• _What you have to do_: Starting with the line containing "pub const MAX_HISTORY_LIMIT: i64 = 100;" and going on through the line containing "clamped to 1..=100.", return the lines of the data below exactly, and only those.
*** Block opens ***
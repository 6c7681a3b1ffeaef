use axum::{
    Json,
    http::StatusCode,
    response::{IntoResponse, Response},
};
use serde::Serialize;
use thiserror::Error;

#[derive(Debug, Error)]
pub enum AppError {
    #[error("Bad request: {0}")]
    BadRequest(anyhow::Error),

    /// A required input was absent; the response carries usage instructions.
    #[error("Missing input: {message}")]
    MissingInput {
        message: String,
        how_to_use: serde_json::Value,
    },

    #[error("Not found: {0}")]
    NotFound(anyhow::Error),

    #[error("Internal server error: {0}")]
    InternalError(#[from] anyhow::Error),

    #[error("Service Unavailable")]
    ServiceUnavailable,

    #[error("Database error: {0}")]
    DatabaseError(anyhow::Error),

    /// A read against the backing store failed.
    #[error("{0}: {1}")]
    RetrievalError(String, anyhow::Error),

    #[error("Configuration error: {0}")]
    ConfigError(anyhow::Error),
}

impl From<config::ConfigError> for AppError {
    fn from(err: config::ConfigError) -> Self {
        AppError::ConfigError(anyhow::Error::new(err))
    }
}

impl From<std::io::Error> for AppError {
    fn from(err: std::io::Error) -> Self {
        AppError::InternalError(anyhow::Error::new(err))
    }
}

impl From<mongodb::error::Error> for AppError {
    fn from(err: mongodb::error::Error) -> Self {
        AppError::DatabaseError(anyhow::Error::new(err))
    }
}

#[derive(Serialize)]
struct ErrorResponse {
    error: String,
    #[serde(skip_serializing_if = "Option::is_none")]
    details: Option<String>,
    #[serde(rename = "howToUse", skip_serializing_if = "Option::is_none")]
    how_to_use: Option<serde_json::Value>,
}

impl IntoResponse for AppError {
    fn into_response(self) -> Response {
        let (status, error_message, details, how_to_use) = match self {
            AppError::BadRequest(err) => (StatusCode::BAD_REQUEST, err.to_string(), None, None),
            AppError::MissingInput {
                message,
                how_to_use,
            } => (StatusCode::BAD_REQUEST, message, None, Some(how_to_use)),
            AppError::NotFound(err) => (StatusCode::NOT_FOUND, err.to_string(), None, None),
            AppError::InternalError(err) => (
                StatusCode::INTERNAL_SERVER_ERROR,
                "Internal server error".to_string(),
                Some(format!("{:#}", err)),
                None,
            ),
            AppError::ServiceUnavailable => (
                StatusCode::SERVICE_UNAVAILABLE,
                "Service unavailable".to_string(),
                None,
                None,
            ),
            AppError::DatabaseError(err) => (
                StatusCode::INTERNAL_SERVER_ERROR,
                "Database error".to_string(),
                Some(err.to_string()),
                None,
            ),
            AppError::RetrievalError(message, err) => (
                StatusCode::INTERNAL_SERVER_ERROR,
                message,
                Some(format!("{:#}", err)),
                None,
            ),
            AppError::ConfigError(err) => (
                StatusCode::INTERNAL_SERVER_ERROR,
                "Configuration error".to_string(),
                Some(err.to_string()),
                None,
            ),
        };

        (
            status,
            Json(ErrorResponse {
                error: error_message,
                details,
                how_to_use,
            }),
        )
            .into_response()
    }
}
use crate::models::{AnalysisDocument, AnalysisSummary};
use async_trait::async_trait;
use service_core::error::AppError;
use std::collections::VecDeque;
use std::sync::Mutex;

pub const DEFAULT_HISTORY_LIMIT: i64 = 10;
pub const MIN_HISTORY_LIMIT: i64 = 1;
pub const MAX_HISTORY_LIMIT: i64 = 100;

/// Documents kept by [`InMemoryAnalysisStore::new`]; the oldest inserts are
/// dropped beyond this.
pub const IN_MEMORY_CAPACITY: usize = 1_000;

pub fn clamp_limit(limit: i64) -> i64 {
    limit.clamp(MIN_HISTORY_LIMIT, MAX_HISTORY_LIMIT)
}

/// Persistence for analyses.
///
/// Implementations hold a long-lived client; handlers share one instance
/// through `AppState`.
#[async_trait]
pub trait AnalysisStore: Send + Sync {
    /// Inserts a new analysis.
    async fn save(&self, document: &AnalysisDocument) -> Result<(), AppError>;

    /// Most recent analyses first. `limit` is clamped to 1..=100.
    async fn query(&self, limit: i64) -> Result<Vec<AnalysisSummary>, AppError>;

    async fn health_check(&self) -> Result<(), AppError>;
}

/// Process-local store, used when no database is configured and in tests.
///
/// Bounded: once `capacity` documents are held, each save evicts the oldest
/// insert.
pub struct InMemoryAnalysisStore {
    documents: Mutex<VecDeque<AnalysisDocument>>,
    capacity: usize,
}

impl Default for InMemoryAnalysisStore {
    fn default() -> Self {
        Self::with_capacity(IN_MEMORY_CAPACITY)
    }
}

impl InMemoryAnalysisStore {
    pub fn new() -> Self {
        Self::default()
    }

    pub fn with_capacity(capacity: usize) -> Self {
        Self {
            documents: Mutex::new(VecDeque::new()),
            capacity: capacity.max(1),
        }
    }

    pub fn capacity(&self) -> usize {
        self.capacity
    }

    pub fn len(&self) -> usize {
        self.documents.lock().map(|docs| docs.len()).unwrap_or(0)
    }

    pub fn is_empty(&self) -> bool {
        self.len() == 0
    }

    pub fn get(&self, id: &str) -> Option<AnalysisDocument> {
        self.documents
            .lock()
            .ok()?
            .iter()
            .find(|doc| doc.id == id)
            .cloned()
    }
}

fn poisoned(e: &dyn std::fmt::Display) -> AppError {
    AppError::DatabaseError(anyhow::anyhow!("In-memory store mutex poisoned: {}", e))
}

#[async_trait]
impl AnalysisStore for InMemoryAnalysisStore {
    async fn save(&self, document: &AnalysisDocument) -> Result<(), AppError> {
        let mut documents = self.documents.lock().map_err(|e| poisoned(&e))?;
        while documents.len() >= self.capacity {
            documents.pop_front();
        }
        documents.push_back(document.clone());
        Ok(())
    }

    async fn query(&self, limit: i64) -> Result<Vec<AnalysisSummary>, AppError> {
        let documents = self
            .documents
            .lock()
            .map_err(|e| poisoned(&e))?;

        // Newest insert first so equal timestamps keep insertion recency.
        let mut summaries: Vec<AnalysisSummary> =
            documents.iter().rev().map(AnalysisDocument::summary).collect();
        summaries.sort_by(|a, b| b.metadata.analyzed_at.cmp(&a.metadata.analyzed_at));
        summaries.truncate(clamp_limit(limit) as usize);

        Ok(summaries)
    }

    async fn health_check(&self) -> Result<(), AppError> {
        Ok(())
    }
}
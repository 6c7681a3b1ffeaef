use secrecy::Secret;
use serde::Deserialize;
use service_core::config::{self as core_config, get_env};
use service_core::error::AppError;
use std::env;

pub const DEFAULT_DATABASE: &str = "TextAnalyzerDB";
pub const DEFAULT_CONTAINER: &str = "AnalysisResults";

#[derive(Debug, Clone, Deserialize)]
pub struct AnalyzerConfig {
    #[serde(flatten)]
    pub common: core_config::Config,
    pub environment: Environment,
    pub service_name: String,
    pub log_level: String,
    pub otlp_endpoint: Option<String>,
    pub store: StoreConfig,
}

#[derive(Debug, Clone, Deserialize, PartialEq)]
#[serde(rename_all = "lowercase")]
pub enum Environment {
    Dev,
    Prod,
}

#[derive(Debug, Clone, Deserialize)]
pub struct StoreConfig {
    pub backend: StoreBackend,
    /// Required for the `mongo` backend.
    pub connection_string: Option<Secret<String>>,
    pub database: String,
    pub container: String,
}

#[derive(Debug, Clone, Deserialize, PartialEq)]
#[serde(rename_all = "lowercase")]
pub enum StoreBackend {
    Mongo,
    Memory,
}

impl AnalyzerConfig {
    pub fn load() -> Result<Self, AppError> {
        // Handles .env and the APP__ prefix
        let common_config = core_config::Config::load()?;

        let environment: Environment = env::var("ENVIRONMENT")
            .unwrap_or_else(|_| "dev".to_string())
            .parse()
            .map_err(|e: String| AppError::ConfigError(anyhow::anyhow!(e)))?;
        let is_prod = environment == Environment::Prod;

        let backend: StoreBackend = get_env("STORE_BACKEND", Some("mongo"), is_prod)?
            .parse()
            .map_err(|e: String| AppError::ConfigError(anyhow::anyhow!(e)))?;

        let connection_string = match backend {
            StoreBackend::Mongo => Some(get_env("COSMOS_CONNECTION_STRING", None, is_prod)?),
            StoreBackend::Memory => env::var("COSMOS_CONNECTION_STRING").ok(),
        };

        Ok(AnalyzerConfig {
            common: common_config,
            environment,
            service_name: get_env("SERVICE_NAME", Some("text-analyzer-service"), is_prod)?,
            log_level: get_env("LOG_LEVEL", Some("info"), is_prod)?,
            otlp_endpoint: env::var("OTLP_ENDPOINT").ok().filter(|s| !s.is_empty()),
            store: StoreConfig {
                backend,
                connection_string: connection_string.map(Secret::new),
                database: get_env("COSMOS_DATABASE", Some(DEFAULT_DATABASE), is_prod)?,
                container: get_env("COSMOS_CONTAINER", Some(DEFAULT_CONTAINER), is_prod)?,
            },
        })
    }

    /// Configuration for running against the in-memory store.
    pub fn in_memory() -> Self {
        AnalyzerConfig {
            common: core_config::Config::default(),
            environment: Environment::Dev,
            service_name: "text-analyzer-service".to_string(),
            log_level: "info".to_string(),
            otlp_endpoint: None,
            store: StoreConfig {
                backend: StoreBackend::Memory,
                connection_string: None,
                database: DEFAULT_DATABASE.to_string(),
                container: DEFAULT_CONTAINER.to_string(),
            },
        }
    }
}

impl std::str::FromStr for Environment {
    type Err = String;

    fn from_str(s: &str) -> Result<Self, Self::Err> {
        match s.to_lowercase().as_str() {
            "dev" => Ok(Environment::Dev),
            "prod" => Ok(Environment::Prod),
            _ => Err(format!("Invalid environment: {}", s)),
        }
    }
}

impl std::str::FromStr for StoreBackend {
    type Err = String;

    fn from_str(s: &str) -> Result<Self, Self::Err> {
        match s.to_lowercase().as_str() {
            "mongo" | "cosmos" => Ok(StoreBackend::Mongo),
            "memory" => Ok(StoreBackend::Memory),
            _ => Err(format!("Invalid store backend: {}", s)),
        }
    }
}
*** Block closes ***
*** Block opens ***
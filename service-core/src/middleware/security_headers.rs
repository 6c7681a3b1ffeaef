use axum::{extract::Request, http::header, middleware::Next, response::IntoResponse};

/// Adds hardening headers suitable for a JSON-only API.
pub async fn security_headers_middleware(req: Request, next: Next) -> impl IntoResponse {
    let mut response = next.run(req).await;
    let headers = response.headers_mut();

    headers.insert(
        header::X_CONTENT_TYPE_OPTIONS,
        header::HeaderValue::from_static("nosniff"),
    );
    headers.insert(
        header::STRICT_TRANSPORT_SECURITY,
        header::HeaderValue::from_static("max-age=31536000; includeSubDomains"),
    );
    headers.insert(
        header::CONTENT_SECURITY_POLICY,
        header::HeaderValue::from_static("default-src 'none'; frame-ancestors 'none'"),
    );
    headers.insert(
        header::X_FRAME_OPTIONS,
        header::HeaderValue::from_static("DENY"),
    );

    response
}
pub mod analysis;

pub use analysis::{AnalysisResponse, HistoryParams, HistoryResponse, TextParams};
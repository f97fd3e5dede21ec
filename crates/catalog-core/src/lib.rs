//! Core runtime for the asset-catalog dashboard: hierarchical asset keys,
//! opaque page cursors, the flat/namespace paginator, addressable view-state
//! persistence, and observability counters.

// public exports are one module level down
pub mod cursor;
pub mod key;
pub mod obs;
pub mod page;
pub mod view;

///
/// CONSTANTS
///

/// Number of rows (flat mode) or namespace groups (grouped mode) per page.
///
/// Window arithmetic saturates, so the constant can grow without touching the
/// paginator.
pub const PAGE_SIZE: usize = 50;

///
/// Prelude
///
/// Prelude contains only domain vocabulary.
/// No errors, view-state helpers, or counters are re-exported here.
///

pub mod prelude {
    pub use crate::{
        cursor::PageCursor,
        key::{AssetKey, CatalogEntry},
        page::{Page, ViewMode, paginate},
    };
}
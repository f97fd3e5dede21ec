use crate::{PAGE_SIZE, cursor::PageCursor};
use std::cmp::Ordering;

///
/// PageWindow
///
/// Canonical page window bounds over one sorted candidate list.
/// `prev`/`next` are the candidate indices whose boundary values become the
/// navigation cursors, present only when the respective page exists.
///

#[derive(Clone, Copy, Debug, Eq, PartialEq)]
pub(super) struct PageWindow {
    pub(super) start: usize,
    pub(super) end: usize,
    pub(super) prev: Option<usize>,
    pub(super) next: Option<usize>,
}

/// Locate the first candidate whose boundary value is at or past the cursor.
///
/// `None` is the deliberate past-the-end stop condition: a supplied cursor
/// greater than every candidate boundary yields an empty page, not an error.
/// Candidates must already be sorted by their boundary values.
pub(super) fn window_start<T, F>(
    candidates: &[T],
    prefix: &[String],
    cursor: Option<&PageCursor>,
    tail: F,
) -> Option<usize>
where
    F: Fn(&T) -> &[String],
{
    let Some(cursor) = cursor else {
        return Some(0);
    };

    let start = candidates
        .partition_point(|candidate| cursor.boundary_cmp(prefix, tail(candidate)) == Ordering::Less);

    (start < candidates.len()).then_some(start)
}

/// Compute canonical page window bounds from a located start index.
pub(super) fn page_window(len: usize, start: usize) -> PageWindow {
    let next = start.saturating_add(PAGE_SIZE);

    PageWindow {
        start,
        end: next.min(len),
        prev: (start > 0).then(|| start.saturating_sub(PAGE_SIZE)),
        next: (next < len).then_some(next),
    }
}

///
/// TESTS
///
*** Block closes ***
• _Result_:
pub const MAX_HISTORY_LIMIT: i64 = 100;

/// Documents kept by [`InMemoryAnalysisStore::new`]; the oldest inserts are
/// dropped beyond this.
pub const IN_MEMORY_CAPACITY: usize = 1_000;

pub fn clamp_limit(limit: i64) -> i64 {
    limit.clamp(MIN_HISTORY_LIMIT, MAX_HISTORY_LIMIT)
}

/// Persistence for analyses.
///
/// Implementations hold a long-lived client; handlers share one instance
/// through `AppState`.
#[async_trait]
pub trait AnalysisStore: Send + Sync {
    /// Inserts a new analysis.
    async fn save(&self, document: &AnalysisDocument) -> Result<(), AppError>;

    /// Most recent analyses first. `limit` is clamped to 1..=100.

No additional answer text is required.